The sole element anarchism inherits from the traditions of protestantism and liberalism is the "proof" - which itself involves their transcedence - that there can be no politico-moral obligation, i.e. that you never have the duty to do what the authorities tell you, that you have no obligations to God and the State.

3. The merely negative realization that one has no obligations to rulers does not yet imply the practical overthrow of the state and in the nature of the case no purely theoretical result could. But if anarchism is the thought of a truly human history made freely by man, i.e. society, then the State, as the chief contemporary body claiming the monopoly of history, is doomed insofar as freedom is realized. But since the State only exists insofar as it can monopolize history (and direct all social life) it is necessarily organized to prevent man making his own history. Thus in the struggle for a human history the State is the enemy. No thesis demands the destruction of the State but man's consciousness of himself as the conscious maker of history will imply it.

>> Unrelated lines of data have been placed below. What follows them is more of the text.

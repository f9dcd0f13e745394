use anyhow::{Context, Result};
use rootsignal_core::ServerDeps;
use uuid::Uuid;

use crate::entities::Translation;

/// Supported locales (default; prefer config.supported_locales when available).
pub const ALL_LOCALES: &[&str] = &["en", "es", "so", "ht"];

/// Fields to translate per record type.
fn translatable_fields(record_type: &str) -> &'static [&'static str] {
    match record_type {
        "listing" => &["title", "description"],
        "entity" => &["description"],
        "service" => &[
            "name",
            "description",
            "eligibility_description",
            "fees_description",
            "application_process",
        ],
        "tag" => &["display_name"],
        _ => &[],
    }
}

/// Fetch source field values for a translatable record.
async fn fetch_source_fields(
    record_type: &str,
    record_id: Uuid,
    deps: &ServerDeps,
) -> Result<Vec<(String, String)>> {
    let pool = deps.pool();
    let fields = translatable_fields(record_type);
    let mut result = Vec::new();

    match record_type {
        "listing" => {
            let row = sqlx::query_as::<_, (String, Option<String>)>(
                "SELECT title, description FROM listings WHERE id = $1",
            )
            .bind(record_id)
            .fetch_one(pool)
            .await
            .context("fetch listing for translation")?;

            result.push(("title".to_string(), row.0));
            if let Some(desc) = row.1 {
                result.push(("description".to_string(), desc));
            }
        }
        "entity" => {
            let row = sqlx::query_as::<_, (Option<String>,)>(
                "SELECT description FROM entities WHERE id = $1",
            )
            .bind(record_id)
            .fetch_one(pool)
            .await
            .context("fetch entity for translation")?;

            if let Some(desc) = row.0 {
                result.push(("description".to_string(), desc));
            }
        }
        "service" => {
            let row = sqlx::query_as::<_, (String, Option<String>, Option<String>, Option<String>, Option<String>)>(
                "SELECT name, description, eligibility_description, fees_description, application_process FROM services WHERE id = $1",
            )
            .bind(record_id)
            .fetch_one(pool)
            .await
            .context("fetch service for translation")?;

            result.push(("name".to_string(), row.0));
            if let Some(v) = row.1 {
                result.push(("description".to_string(), v));
            }
            if let Some(v) = row.2 {
                result.push(("eligibility_description".to_string(), v));
            }
            if let Some(v) = row.3 {
                result.push(("fees_description".to_string(), v));
            }
            if let Some(v) = row.4 {
                result.push(("application_process".to_string(), v));
            }
        }
        "tag" => {
            let row = sqlx::query_as::<_, (Option<String>,)>(
                "SELECT display_name FROM tags WHERE id = $1",
            )
            .bind(record_id)
            .fetch_one(pool)
            .await
            .context("fetch tag for translation")?;

            if let Some(dn) = row.0 {
                result.push(("display_name".to_string(), dn));
            }
        }
        _ => {}
    }

    // Filter to only fields in the translatable set
    let field_set: Vec<&str> = fields.to_vec();
    result.retain(|(name, _)| field_set.contains(&name.as_str()));

    Ok(result)
}

/// Fetch field values from existing translations for a given locale.
async fn fetch_translated_fields(
    record_type: &str,
    record_id: Uuid,
    locale: &str,
    deps: &ServerDeps,
) -> Result<Vec<(String, String)>> {
    let translations = Translation::find_for(record_type, record_id, locale, deps.pool()).await?;
    Ok(translations
        .into_iter()
        .map(|t| (t.field_name, t.content))
        .collect())
}

/// Translate a record's fields to a target locale using AI.
///
/// `source_locale` here means "translate FROM this locale". If translating from the
/// record's original language, we fetch from DB source fields. If translating from
/// an intermediate locale (e.g., English translations), we fetch from the translations table.
pub async fn translate_record(
    record_type: &str,
    record_id: Uuid,
    source_locale: &str,
    target_locale: &str,
    deps: &ServerDeps,
) -> Result<Vec<Uuid>> {
    // Determine where to get source text:
    // - If source_locale matches the record's actual source_locale, fetch from DB fields
    // - Otherwise, fetch from translations table (e.g., English translations as intermediate)
    // Tags don't have source_locale — they're always seeded in English
    let record_source_locale = if record_type == "tag" {
        "en".to_string()
    } else {
        sqlx::query_as::<_, (String,)>(
            &format!("SELECT source_locale FROM {}s WHERE id = $1", record_type),
        )
        .bind(record_id)
        .fetch_optional(deps.pool())
        .await?
        .map(|r| r.0)
        .unwrap_or_else(|| "en".to_string())
    };

    let fields = if source_locale == record_source_locale {
        // Translating from the original language — read source fields
        fetch_source_fields(record_type, record_id, deps).await?
    } else {
        // Translating from an intermediate language (e.g., English) — read translations
        fetch_translated_fields(record_type, record_id, source_locale, deps).await?
    };

    if fields.is_empty() {
        return Ok(vec![]);
    }

    let locale_name = match target_locale {
        "en" => "English",
        "es" => "Spanish",
        "so" => "Somali",
        "ht" => "Haitian Creole",
        _ => "English",
    };

    let source_locale_name = match source_locale {
        "en" => "English",
        "es" => "Spanish",
        "so" => "Somali",
        "ht" => "Haitian Creole",
        _ => "English",
    };

    let mut translation_ids = Vec::new();

    for (field_name, content) in &fields {
        let system_prompt = format!(
            "You are a professional translator for community services. \
             Translate the following text from {} to {}. \
             Return ONLY the translated text, nothing else. \
             Preserve any proper nouns, addresses, phone numbers, and URLs as-is. \
             Keep the same tone and formality level as the original.",
            source_locale_name, locale_name,
        );

        let translated = deps
            .ai
            .chat_completion(&system_prompt, content)
            .await
            .context(format!(
                "translate {} field '{}' to {}",
                record_type, field_name, target_locale
            ))?;

        let translation = Translation::create(
            record_type,
            record_id,
            field_name,
            target_locale,
            translated.trim(),
            Some(source_locale),
            Some("gpt-4o"),
            deps.pool(),
        )
        .await?;

        translation_ids.push(translation.id);
    }

    tracing::info!(
        record_type = record_type,
        record_id = %record_id,
        target_locale = target_locale,
        fields = translation_ids.len(),
        "Translated record"
    );

    Ok(translation_ids)
}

4. When a human history is achieved it will not be a history of wars and conquest. Neither will it be a history of Gross National Products and profit rates. It will be a history of everyday life, in fact history will be the ensemble of everyone's lives. History when truly the product of the masses themselves will necessarily be the history of the masses. Then history will be rewritten as the activity of self-liberation, a history of the class struggle the aim of which is to put the means of sustaining life into the hands of the living. Thus in the final analysis anarchism is the consciousness of the aim of the revolution.